# Is There Too Much?



## dwool36 (Jan 31, 2006)

I am putting two blue rams in the tank below. Are there too many plants? I am only putting in 2 rams that have paired.


----------



## craftyflalady (Jan 25, 2006)

You don't say what size your tank is, but looks about perfect too me! I think your pair of Rams will love their new home! Good luck!


----------



## Damon (Jan 18, 2005)

You can never have too many plants


----------



## Fishboy93 (Jun 11, 2005)

awww simpte you beat me to it...


----------



## Damon (Jan 18, 2005)

I do have a cpl of questions about some of those plants in the tank. Are they all real? A cpl do not look aquatic.


----------



## dwool36 (Jan 31, 2006)

Yes, they are all real. They are (or I was told) SPATHIPHYLLUM TASSON, ECHINODORUS BLEHERI, ANACHARIS, HYGROPHILA DIFFORMIS AND ANUBIAS BARTERI. I have researced them all and they appear to be what I was told. The SPATHIPHYLLUM TASSON is not a tru aquatic plant, however According to Drs Foster and Smith it will do fine.

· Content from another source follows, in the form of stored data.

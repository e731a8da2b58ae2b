//! Work request gateway and SQLite implementation.
//!
//! # Invariants
//! - `created_at` is written once on create and never updated.

use crate::model::entity::{Entity, EntityId, EntityKind};
use crate::model::record::{WorkRequest, WorkRequestStatus};
use crate::repo::store::{
    ensure_connection_ready, parse_id, parse_optional_id, with_write_tx, EntityStore, StoreError,
    StoreResult, WorkRequestStore,
};
use log::{error, info};
use rusqlite::types::Value;
use rusqlite::{params, params_from_iter, Connection, Row};
use uuid::Uuid;

const WORK_REQUEST_SELECT_SQL: &str = "SELECT
    id,
    room_id,
    type_id,
    event_id,
    status,
    deadline,
    created_at,
    description
FROM work_requests";

/// Filter for work request tables (e.g. the active board filtered by type).
#[derive(Debug, Clone, Copy, Default, PartialEq, Eq)]
pub struct WorkRequestFilter {
    pub status: Option<WorkRequestStatus>,
    pub type_id: Option<EntityId>,
}

impl WorkRequestFilter {
    /// Active requests only; the board view.
    pub fn active() -> Self {
        Self {
            status: Some(WorkRequestStatus::Active),
            type_id: None,
        }
    }
}

/// SQLite-backed work request gateway.
pub struct SqliteWorkRequestStore<'conn> {
    conn: &'conn Connection,
}

impl<'conn> SqliteWorkRequestStore<'conn> {
    pub fn try_new(conn: &'conn Connection) -> StoreResult<Self> {
        ensure_connection_ready(conn, EntityKind::WorkRequest.table())?;
        Ok(Self { conn })
    }

    /// Lists work requests matching `filter`, in insertion order.
    pub fn list_filtered(&self, filter: &WorkRequestFilter) -> StoreResult<Vec<WorkRequest>> {
        let mut sql = format!("{WORK_REQUEST_SELECT_SQL} WHERE 1 = 1");
        let mut bind_values: Vec<Value> = Vec::new();

        if let Some(status) = filter.status {
            sql.push_str(" AND status = ?");
            bind_values.push(Value::Text(status.as_db().to_string()));
        }
        if let Some(type_id) = filter.type_id {
            sql.push_str(" AND type_id = ?");
            bind_values.push(Value::Text(type_id.to_string()));
        }
        sql.push_str(" ORDER BY rowid ASC");

        let mut stmt = self.conn.prepare(&sql)?;
        let mut rows = stmt.query(params_from_iter(bind_values))?;
        let mut requests = Vec::new();
        while let Some(row) = rows.next()? {
            requests.push(parse_work_request_row(row)?);
        }
        Ok(requests)
    }
}

impl EntityStore<WorkRequest> for SqliteWorkRequestStore<'_> {
    fn get_all(&self) -> StoreResult<Vec<WorkRequest>> {
        self.list_filtered(&WorkRequestFilter::default())
    }

    fn get_by_id(&self, id: EntityId) -> StoreResult<WorkRequest> {
        let mut stmt = self
            .conn
            .prepare(&format!("{WORK_REQUEST_SELECT_SQL} WHERE id = ?1;"))?;
        let mut rows = stmt.query([id.to_string()])?;
        match rows.next()? {
            Some(row) => parse_work_request_row(row),
            None => Err(StoreError::NotFound {
                kind: EntityKind::WorkRequest,
                id,
            }),
        }
    }

    fn create(&self, request: &WorkRequest) -> StoreResult<WorkRequest> {
        request.validate()?;
        let id = Uuid::new_v4();

        let result = with_write_tx(self.conn, |tx| {
            tx.execute(
                "INSERT INTO work_requests (
                    id,
                    room_id,
                    type_id,
                    event_id,
                    status,
                    deadline,
                    created_at,
                    description
                ) VALUES (?1, ?2, ?3, ?4, ?5, ?6, ?7, ?8);",
                params![
                    id.to_string(),
                    request.room_id.map(|value| value.to_string()),
                    request.type_id.map(|value| value.to_string()),
                    request.event_id.map(|value| value.to_string()),
                    request.status.as_db(),
                    request.deadline,
                    request.created_at,
                    request.description.as_str(),
                ],
            )?;
            Ok(())
        });
        log_write("create", id, &result);

        result.map(|()| request.clone().with_id(id))
    }

    fn update(&self, request: &WorkRequest) -> StoreResult<()> {
        request.validate()?;

        let result = with_write_tx(self.conn, |tx| {
            let changed = tx.execute(
                "UPDATE work_requests
                 SET
                    room_id = ?1,
                    type_id = ?2,
                    event_id = ?3,
                    status = ?4,
                    deadline = ?5,
                    description = ?6
                 WHERE id = ?7;",
                params![
                    request.room_id.map(|value| value.to_string()),
                    request.type_id.map(|value| value.to_string()),
                    request.event_id.map(|value| value.to_string()),
                    request.status.as_db(),
                    request.deadline,
                    request.description.as_str(),
                    request.id.to_string(),
                ],
            )?;
            if changed == 0 {
                return Err(StoreError::NotFound {
                    kind: EntityKind::WorkRequest,
                    id: request.id,
                });
            }
            Ok(())
        });
        log_write("update", request.id, &result);
        result
    }

    fn delete(&self, id: EntityId) -> StoreResult<()> {
        let result = with_write_tx(self.conn, |tx| {
            let changed =
                tx.execute("DELETE FROM work_requests WHERE id = ?1;", [id.to_string()])?;
            if changed == 0 {
                return Err(StoreError::NotFound {
                    kind: EntityKind::WorkRequest,
                    id,
                });
            }
            Ok(())
        });
        log_write("delete", id, &result);
        result
    }
}

impl WorkRequestStore for SqliteWorkRequestStore<'_> {
    fn set_status(&self, id: EntityId, status: WorkRequestStatus) -> StoreResult<()> {
        let result = with_write_tx(self.conn, |tx| {
            let changed = tx.execute(
                "UPDATE work_requests SET status = ?1 WHERE id = ?2;",
                params![status.as_db(), id.to_string()],
            )?;
            if changed == 0 {
                return Err(StoreError::NotFound {
                    kind: EntityKind::WorkRequest,
                    id,
                });
            }
            Ok(())
        });
        log_write("set_status", id, &result);
        result
    }
}

fn log_write(op: &str, id: EntityId, result: &StoreResult<()>) {
    match result {
        Ok(()) => {
            info!("event=store_write module=repo status=ok op={op} kind=WorkRequest id={id}")
        }
        Err(err) => error!(
            "event=store_write module=repo status=error op={op} kind=WorkRequest id={id} error={err}"
        ),
    }
}

fn parse_work_request_row(row: &Row<'_>) -> StoreResult<WorkRequest> {
    let id_text: String = row.get("id")?;
    let id = parse_id(&id_text, "work_requests.id")?;

    let status_text: String = row.get("status")?;
    let status = WorkRequestStatus::parse_db(&status_text).ok_or_else(|| {
        StoreError::InvalidData(format!(
            "invalid status `{status_text}` in work_requests.status"
        ))
    })?;

    Ok(WorkRequest {
        id,
        room_id: parse_optional_id(row.get("room_id")?, "work_requests.room_id")?,
        type_id: parse_optional_id(row.get("type_id")?, "work_requests.type_id")?,
        event_id: parse_optional_id(row.get("event_id")?, "work_requests.event_id")?,
        status,
        deadline: row.get("deadline")?,
        created_at: row.get("created_at")?,
        description: row.get("description")?,
    })
}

I do have a question about the sword. As you can see in the pic, it is at the top of the water line (actually protruding some). Can this be pruned back? Do I simply cut off the leaf?


----------



## Damon (Jan 18, 2005)

Yes, just cut the leaf off at the base.
The Spathiphyllum tasson will eventually rot and die if left submerged. More commonly known as a peace lilly. It is a terrarium plant.


----------



## dwool36 (Jan 31, 2006)

Simpte said:


> You can never have too many plants


Does the number of plants affect the number of fish you can have? Do fish (those that like plants) feel the same way about not having too many?


----------



## Damon (Jan 18, 2005)

Yes and no to answer your first question. Plants do not make up for space so if a fish needs room, adding plants will not help it. You can "bend the rules" when you have plants (like adding a cpl more schooling fish) but you really should keep correct stocking levels. Not all fish like losing the space plants take up.


----------